13. The appellant sought the following reliefs in his appeal:a.The appeal be allowed and the judgment and decree of the lower court delivered on November 12, 2021 be varied and set aside;b.Alternatively, the court does vary and/or substitute the judgment of the lower court aforesaid with its own decision as the court may please;c.Costs of the Appeal be awarded to the appellant.
14. The Appeal was argued by way of written submissions. The appellant filed his submissions on April 25, 2023 while the respondents filed their submissions on April 18, 2023.
Analysis and Determination 15. I have considered the pleadings and the proceedings of the lower court.
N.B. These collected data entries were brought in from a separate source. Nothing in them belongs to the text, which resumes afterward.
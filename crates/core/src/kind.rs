//! Metadata kinds, fetch status and repository ecosystems.

use crate::coordinate::PackageCoordinate;
use serde::{Deserialize, Serialize};
use std::fmt;

/// A kind of metadata whose fetching is coordinated.
#[derive(Clone, Copy, Debug, PartialEq, Eq, Hash, Serialize, Deserialize)]
#[serde(rename_all = "snake_case")]
pub enum MetadataKind {
    /// Content hashes of a package version.
    Integrity,
    /// Health signals of the source repository behind a package.
    Health,
}

impl MetadataKind {
    /// Parse from string.
    pub fn parse(s: &str) -> crate::Result<Self> {
        match s.to_ascii_lowercase().as_str() {
            "integrity" => Ok(Self::Integrity),
            "health" => Ok(Self::Health),
            _ => Err(crate::Error::InvalidKind(s.to_string())),
        }
    }

    /// Get the string representation.
    pub fn as_str(&self) -> &'static str {
        match self {
            Self::Integrity => "integrity",
            Self::Health => "health",
        }
    }

    /// What a fetch trigger for this kind asks the fetch worker for.
    pub fn requested(&self) -> Vec<RequestedMetadata> {
        match self {
            Self::Integrity => vec![RequestedMetadata::Integrity, RequestedMetadata::LatestVersion],
            Self::Health => vec![RequestedMetadata::Health],
        }
    }
}

impl fmt::Display for MetadataKind {
    fn fmt(&self, f: &mut fmt::Formatter<'_>) -> fmt::Result {
        write!(f, "{}", self.as_str())
    }
}

impl std::str::FromStr for MetadataKind {
    type Err = crate::Error;

    fn from_str(s: &str) -> crate::Result<Self> {
        Self::parse(s)
    }
}

/// Fetch status of a metadata record.
///
/// A record with no status at all is a distinct state and is modelled as
/// `Option<FetchStatus>` by callers.
#[derive(Clone, Copy, Debug, PartialEq, Eq, Hash, Serialize, Deserialize)]
#[serde(rename_all = "SCREAMING_SNAKE_CASE")]
pub enum FetchStatus {
    /// A fetch has been triggered and no result has been merged since.
    InProgress,
    /// A result carrying data has been merged.
    Processed,
    /// The upstream source had no data for the package.
    NotAvailable,
}

impl FetchStatus {
    /// Parse from the stored text form.
    pub fn parse(s: &str) -> crate::Result<Self> {
        match s {
            "IN_PROGRESS" => Ok(Self::InProgress),
            "PROCESSED" => Ok(Self::Processed),
            "NOT_AVAILABLE" => Ok(Self::NotAvailable),
            _ => Err(crate::Error::InvalidStatus(s.to_string())),
        }
    }

    /// Get the stored text form.
    pub fn as_str(&self) -> &'static str {
        match self {
            Self::InProgress => "IN_PROGRESS",
            Self::Processed => "PROCESSED",
            Self::NotAvailable => "NOT_AVAILABLE",
        }
    }

    /// Whether a result has settled this record.
    pub fn is_settled(&self) -> bool {
        matches!(self, Self::Processed | Self::NotAvailable)
    }
}

impl fmt::Display for FetchStatus {
    fn fmt(&self, f: &mut fmt::Formatter<'_>) -> fmt::Result {
        write!(f, "{}", self.as_str())
    }
}

/// Metadata a fetch trigger requests from the fetch worker.
#[derive(Clone, Copy, Debug, PartialEq, Eq, Hash, Serialize, Deserialize)]
#[serde(rename_all = "SCREAMING_SNAKE_CASE")]
pub enum RequestedMetadata {
    LatestVersion,
    Integrity,
    Health,
}

/// Repository ecosystem a package is published in.
///
/// Version records are keyed by (ecosystem, namespace, name) rather than by
/// the full coordinate.
#[derive(Clone, Copy, Debug, PartialEq, Eq, Hash, Serialize, Deserialize)]
#[serde(rename_all = "SCREAMING_SNAKE_CASE")]
pub enum RepositoryType {
    Maven,
    Npm,
    Pypi,
    Gem,
    Nuget,
    Go,
    Cargo,
    Composer,
    Hex,
    Cpan,
    Github,
    Hackage,
    Nixpkgs,
    Unsupported,
}

impl RepositoryType {
    /// Resolve the ecosystem of a coordinate from its type.
    pub fn resolve(coordinate: &PackageCoordinate) -> Self {
        Self::from_purl_type(coordinate.ty())
    }

    pub fn from_purl_type(ty: &str) -> Self {
        match ty {
            "maven" => Self::Maven,
            "npm" => Self::Npm,
            "pypi" => Self::Pypi,
            "gem" => Self::Gem,
            "nuget" => Self::Nuget,
            "golang" => Self::Go,
            "cargo" => Self::Cargo,
            "composer" => Self::Composer,
            "hex" => Self::Hex,
            "cpan" => Self::Cpan,
            "github" => Self::Github,
            "hackage" => Self::Hackage,
            "nixpkgs" => Self::Nixpkgs,
            _ => Self::Unsupported,
        }
    }

    /// Get the stored text form.
    pub fn as_str(&self) -> &'static str {
        match self {
            Self::Maven => "MAVEN",
            Self::Npm => "NPM",
            Self::Pypi => "PYPI",
            Self::Gem => "GEM",
            Self::Nuget => "NUGET",
            Self::Go => "GO_MODULES",
            Self::Cargo => "CARGO",
            Self::Composer => "COMPOSER",
            Self::Hex => "HEX",
            Self::Cpan => "CPAN",
            Self::Github => "GITHUB",
            Self::Hackage => "HACKAGE",
            Self::Nixpkgs => "NIXPKGS",
            Self::Unsupported => "UNSUPPORTED",
        }
    }
}

impl fmt::Display for RepositoryType {
    fn fmt(&self, f: &mut fmt::Formatter<'_>) -> fmt::Result {
        write!(f, "{}", self.as_str())
    }
}

#[cfg(test)]
mod tests {
    use super::*;

    #[test]
    fn test_fetch_status_text_form() {
        for status in [
            FetchStatus::InProgress,
            FetchStatus::Processed,
            FetchStatus::NotAvailable,
        ] {
            assert_eq!(FetchStatus::parse(status.as_str()).unwrap(), status);
        }
        assert!(FetchStatus::parse("processed").is_err());
        assert!(FetchStatus::Processed.is_settled());
        assert!(!FetchStatus::InProgress.is_settled());
    }

    #[test]
    fn test_requested_metadata_per_kind() {
        assert_eq!(
            MetadataKind::Integrity.requested(),
            vec![RequestedMetadata::Integrity, RequestedMetadata::LatestVersion]
        );
        assert_eq!(MetadataKind::Health.requested(), vec![RequestedMetadata::Health]);
    }

    #[test]
    fn test_metadata_kind_parse() {
        assert_eq!(MetadataKind::parse("Health").unwrap(), MetadataKind::Health);
        assert!(MetadataKind::parse("repository").is_err());
    }

    #[test]
    fn test_repository_type_resolve() {
        let c = PackageCoordinate::parse("pkg:golang/github.com/foo/bar@v1.0.0").unwrap();
        assert_eq!(RepositoryType::resolve(&c), RepositoryType::Go);
        let c = PackageCoordinate::parse("pkg:deb/debian/curl@7.0").unwrap();
        assert_eq!(RepositoryType::resolve(&c), RepositoryType::Unsupported);
    }

    #[test]
    fn test_requested_metadata_wire_form() {
        let json = serde_json::to_string(&RequestedMetadata::LatestVersion).unwrap();
        assert_eq!(json, "\"LATEST_VERSION\"");
    }
}
//! JSON Lines result consumer.
//!
//! Reads one result message per line and synchronizes each in turn. A bad
//! line never stops the stream: undecodable or identity-less messages are
//! counted as rejected, fatal store or notifier errors as failed.

use crate::error::WorkerResult;
use crate::metrics;
use crate::state::AppState;
use crate::synchronizer::{ResultSynchronizer, SyncReport};
use pkgmeta_core::ResultMessage;
use serde::Serialize;
use tokio::io::{AsyncBufRead, AsyncBufReadExt};

/// Per-stream totals.
#[derive(Clone, Copy, Debug, Default, PartialEq, Eq, Serialize)]
pub struct ConsumeStats {
    pub processed: u64,
    pub rejected: u64,
    pub failed: u64,
}

/// Synchronize every message read from `reader` until end of input.
///
/// Only read errors on the input itself are returned.
pub async fn consume_lines<R>(state: &AppState, reader: R) -> WorkerResult<ConsumeStats>
where
    R: AsyncBufRead + Unpin,
{
    let synchronizer = ResultSynchronizer::new(state);
    let mut stats = ConsumeStats::default();
    let mut lines = reader.lines();
    let mut line_no: u64 = 0;

    while let Some(line) = lines.next_line().await? {
        line_no += 1;
        let line = line.trim();
        if line.is_empty() {
            continue;
        }

        let message = match ResultMessage::from_json(line) {
            Ok(message) => message,
            Err(e) => {
                metrics::RESULTS_REJECTED.inc();
                tracing::warn!(line = line_no, error = %e, "Discarding undecodable result message");
                stats.rejected += 1;
                continue;
            }
        };

        match synchronizer.synchronize(&message).await {
            Ok(SyncReport::Applied { .. }) => stats.processed += 1,
            Ok(SyncReport::Rejected(_)) => stats.rejected += 1,
            Err(e) => {
                tracing::error!(line = line_no, error = %e, "Result message failed");
                stats.failed += 1;
            }
        }
    }

    tracing::info!(
        processed = stats.processed,
        rejected = stats.rejected,
        failed = stats.failed,
        "Result stream drained"
    );
    Ok(stats)
}
//! In-memory dispatcher for testing.
//!
//! Records every trigger it accepts. It can be switched into a failing mode
//! to exercise the path where the in-progress marker is persisted but the
//! trigger never leaves the process.

use super::FetchDispatcher;
use crate::error::{WorkerError, WorkerResult};
use async_trait::async_trait;
use pkgmeta_core::FetchTrigger;
use std::sync::atomic::{AtomicBool, Ordering};
use std::sync::{PoisonError, RwLock};

/// In-memory fetch dispatcher.
#[derive(Debug, Default)]
pub struct InMemoryDispatcher {
    triggers: RwLock<Vec<FetchTrigger>>,
    fail: AtomicBool,
}

fn poison_err<T>(_: PoisonError<T>) -> WorkerError {
    WorkerError::Dispatch("dispatcher lock poisoned".to_string())
}

impl InMemoryDispatcher {
    pub fn new() -> Self {
        Self::default()
    }

    /// Make every following dispatch fail (or succeed again).
    pub fn set_failing(&self, fail: bool) {
        self.fail.store(fail, Ordering::SeqCst);
    }

    /// Triggers accepted so far, oldest first.
    pub fn triggers(&self) -> Vec<FetchTrigger> {
        self.triggers
            .read()
            .map(|t| t.clone())
            .unwrap_or_default()
    }

    /// Number of triggers accepted so far.
    pub fn len(&self) -> usize {
        self.triggers.read().map(|t| t.len()).unwrap_or_default()
    }

    pub fn is_empty(&self) -> bool {
        self.len() == 0
    }
}

#[async_trait]
impl FetchDispatcher for InMemoryDispatcher {
    async fn dispatch(&self, trigger: FetchTrigger) -> WorkerResult<()> {
        if self.fail.load(Ordering::SeqCst) {
            return Err(WorkerError::Dispatch(format!(
                "dispatcher unavailable for {}",
                trigger.purl
            )));
        }
        self.triggers.write().map_err(poison_err)?.push(trigger);
        Ok(())
    }
}

#[cfg(test)]
mod tests {
    use super::*;
    use pkgmeta_core::MetadataKind;
    use time::OffsetDateTime;

    fn trigger(purl: &str) -> FetchTrigger {
        FetchTrigger {
            component_uuid: None,
            purl: purl.to_string(),
            internal: false,
            requested: MetadataKind::Health.requested(),
            triggered_at: OffsetDateTime::now_utc(),
        }
    }

    #[tokio::test]
    async fn test_records_triggers_in_order() {
        let dispatcher = InMemoryDispatcher::new();
        dispatcher.dispatch(trigger("pkg:npm/a")).await.unwrap();
        dispatcher.dispatch(trigger("pkg:npm/b")).await.unwrap();

        let purls: Vec<_> = dispatcher.triggers().into_iter().map(|t| t.purl).collect();
        assert_eq!(purls, vec!["pkg:npm/a", "pkg:npm/b"]);
    }

    #[tokio::test]
    async fn test_failing_mode_rejects_without_recording() {
        let dispatcher = InMemoryDispatcher::new();
        dispatcher.set_failing(true);
        assert!(dispatcher.dispatch(trigger("pkg:npm/a")).await.is_err());
        assert!(dispatcher.is_empty());

        dispatcher.set_failing(false);
        dispatcher.dispatch(trigger("pkg:npm/a")).await.unwrap();
        assert_eq!(dispatcher.len(), 1);
    }
}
I have also considered the ruling of that court that was adopted as the final judgment of the court. Finally, I have considered the Memorandum of Appeal and the submissions filed by the advocates for the parties. The issues raised by the appellant in his Memorandum of Appeal for determination by the court can be summarised as follows;a.Whether there was an admission of the debt of Kshs.8,500,000/- by the appellant.b.Whether the defence and counter-claim by the appellant was regularly filed and if it was, whether it raised triable issues.c.Whether the lower court erred in entering judgment for the respondents in the sum of Kshs.8,500,000/-.d.Whether the appellant is entitled to the reliefs sought in the appeal.
16. I will consider all these issues together since they are intertwined. On the issue of the admission, I am unable to fault the finding of the lower court that indeed the appellant had admitted owing the respondents a sum of Kshs. 8,500,000/- and had undertaken to pay the same. The appellant had admitted the debt in the rescission agreement and in his replying affidavit in response to the respondents’ application in the lower court.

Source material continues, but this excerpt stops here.